▸ **WORK INSTRUCTION**
Copy out every record below, word for word.

▸ **Collected data entries**
=== Begin Enclosure ===
//! Custom key store connection waits
//!
//! Connecting a key store ties up the backing cluster, so connects and
//! disconnects go through a named concurrency gate.

use crate::api::{ConnectionState, CustomKeyStore, KeyManagementApi, lift};
use crate::error::{KmsError, Result};
use cloudwait::{ApiError, Observation, SemaphoreRegistry, WaitError, WaitSpec, wait_for_state};
use cloudwait_config::WaitSettings;
use std::time::Duration;

/// Name of the gate shared by connect and disconnect calls
pub const CUSTOM_KEY_STORE_GATE: &str = "custom-key-store";

/// Connects allowed at once when no capacity is configured
pub const DEFAULT_CONNECT_CONCURRENCY: usize = 1;

async fn wait_connection_state(
    api: &dyn KeyManagementApi,
    store_id: &str,
    pending: ConnectionState,
    target: ConnectionState,
    timeout: Duration,
) -> Result<CustomKeyStore> {
    // Anything else, FAILED included, is an unexpected state.
    let spec = WaitSpec::new(timeout)
        .pending([pending.as_str()])
        .target([target.as_str()]);

    let store = wait_for_state(spec, || async move {
        let store = lift(api.describe_custom_key_store(store_id).await, store_id)?;
        let state = store.connection_state;
        if state == ConnectionState::Failed {
            tracing::debug!(
                store_id,
                error_code = ?store.connection_error_code,
                "custom key store connection failed"
            );
        }
        Ok::<_, WaitError<ApiError>>(Observation::new(store, state.as_str()))
    })
    .await?;
    Ok(store)
}

pub async fn wait_custom_key_store_connected(
    api: &dyn KeyManagementApi,
    store_id: &str,
    timeout: Duration,
) -> Result<CustomKeyStore> {
    wait_connection_state(
        api,
        store_id,
        ConnectionState::Connecting,
        ConnectionState::Connected,
        timeout,
    )
    .await
}

pub async fn wait_custom_key_store_disconnected(
    api: &dyn KeyManagementApi,
    store_id: &str,
    timeout: Duration,
) -> Result<CustomKeyStore> {
    wait_connection_state(
        api,
        store_id,
        ConnectionState::Disconnecting,
        ConnectionState::Disconnected,
        timeout,
    )
    .await
}

/// Connect a key store and wait for `CONNECTED`, holding a gate permit
/// for the whole operation
pub async fn connect_custom_key_store(
    api: &dyn KeyManagementApi,
    settings: &WaitSettings,
    gates: &SemaphoreRegistry,
    store_id: &str,
    timeout: Duration,
) -> Result<CustomKeyStore> {
    let gate = settings.gate(gates, CUSTOM_KEY_STORE_GATE, DEFAULT_CONNECT_CONCURRENCY);
    let _permit = gate
        .acquire()
        .await
        .map_err(|_| KmsError::GateClosed(CUSTOM_KEY_STORE_GATE.to_string()))?;

    tracing::info!(store_id, "connecting custom key store");
    lift(api.connect_custom_key_store(store_id).await, store_id)?;
    wait_custom_key_store_connected(api, store_id, timeout).await
}

/// Disconnect a key store and wait for `DISCONNECTED`
pub async fn disconnect_custom_key_store(
    api: &dyn KeyManagementApi,
    settings: &WaitSettings,
    gates: &SemaphoreRegistry,
    store_id: &str,
    timeout: Duration,
) -> Result<CustomKeyStore> {
    let gate = settings.gate(gates, CUSTOM_KEY_STORE_GATE, DEFAULT_CONNECT_CONCURRENCY);
    let _permit = gate
        .acquire()
        .await
        .map_err(|_| KmsError::GateClosed(CUSTOM_KEY_STORE_GATE.to_string()))?;

    tracing::info!(store_id, "disconnecting custom key store");
    lift(api.disconnect_custom_key_store(store_id).await, store_id)?;
    wait_custom_key_store_disconnected(api, store_id, timeout).await
}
=== End Enclosure ===
▸ **SOLUTION FOR THIS TASK**
//! Custom key store connection waits
//!
//! Connecting a key store ties up the backing cluster, so connects and
//! disconnects go through a named concurrency gate.

use crate::api::{ConnectionState, CustomKeyStore, KeyManagementApi, lift};
use crate::error::{KmsError, Result};
use cloudwait::{ApiError, Observation, SemaphoreRegistry, WaitError, WaitSpec, wait_for_state};
use cloudwait_config::WaitSettings;
use std::time::Duration;

/// Name of the gate shared by connect and disconnect calls
pub const CUSTOM_KEY_STORE_GATE: &str = "custom-key-store";

/// Connects allowed at once when no capacity is configured
pub const DEFAULT_CONNECT_CONCURRENCY: usize = 1;

async fn wait_connection_state(
    api: &dyn KeyManagementApi,
    store_id: &str,
    pending: ConnectionState,
    target: ConnectionState,
    timeout: Duration,
) -> Result<CustomKeyStore> {
    // Anything else, FAILED included, is an unexpected state.
    let spec = WaitSpec::new(timeout)
        .pending([pending.as_str()])
        .target([target.as_str()]);

    let store = wait_for_state(spec, || async move {
        let store = lift(api.describe_custom_key_store(store_id).await, store_id)?;
        let state = store.connection_state;
        if state == ConnectionState::Failed {
            tracing::debug!(
                store_id,
                error_code = ?store.connection_error_code,
                "custom key store connection failed"
            );
        }
        Ok::<_, WaitError<ApiError>>(Observation::new(store, state.as_str()))
    })
    .await?;
    Ok(store)
}

pub async fn wait_custom_key_store_connected(
    api: &dyn KeyManagementApi,
    store_id: &str,
    timeout: Duration,
) -> Result<CustomKeyStore> {
    wait_connection_state(
        api,
        store_id,
        ConnectionState::Connecting,
        ConnectionState::Connected,
        timeout,
    )
    .await
}

pub async fn wait_custom_key_store_disconnected(
    api: &dyn KeyManagementApi,
    store_id: &str,
    timeout: Duration,
) -> Result<CustomKeyStore> {
    wait_connection_state(
        api,
        store_id,
        ConnectionState::Disconnecting,
        ConnectionState::Disconnected,
        timeout,
    )
    .await
}

/// Connect a key store and wait for `CONNECTED`, holding a gate permit
/// for the whole operation
pub async fn connect_custom_key_store(
    api: &dyn KeyManagementApi,
    settings: &WaitSettings,
    gates: &SemaphoreRegistry,
    store_id: &str,
    timeout: Duration,
) -> Result<CustomKeyStore> {
    let gate = settings.gate(gates, CUSTOM_KEY_STORE_GATE, DEFAULT_CONNECT_CONCURRENCY);
    let _permit = gate
        .acquire()
        .await
        .map_err(|_| KmsError::GateClosed(CUSTOM_KEY_STORE_GATE.to_string()))?;

    tracing::info!(store_id, "connecting custom key store");
    lift(api.connect_custom_key_store(store_id).await, store_id)?;
    wait_custom_key_store_connected(api, store_id, timeout).await
}

/// Disconnect a key store and wait for `DISCONNECTED`
pub async fn disconnect_custom_key_store(
    api: &dyn KeyManagementApi,
    settings: &WaitSettings,
    gates: &SemaphoreRegistry,
    store_id: &str,
    timeout: Duration,
) -> Result<CustomKeyStore> {
    let gate = settings.gate(gates, CUSTOM_KEY_STORE_GATE, DEFAULT_CONNECT_CONCURRENCY);
    let _permit = gate
        .acquire()
        .await
        .map_err(|_| KmsError::GateClosed(CUSTOM_KEY_STORE_GATE.to_string()))?;

    tracing::info!(store_id, "disconnecting custom key store");
    lift(api.disconnect_custom_key_store(store_id).await, store_id)?;
    wait_custom_key_store_disconnected(api, store_id, timeout).await
}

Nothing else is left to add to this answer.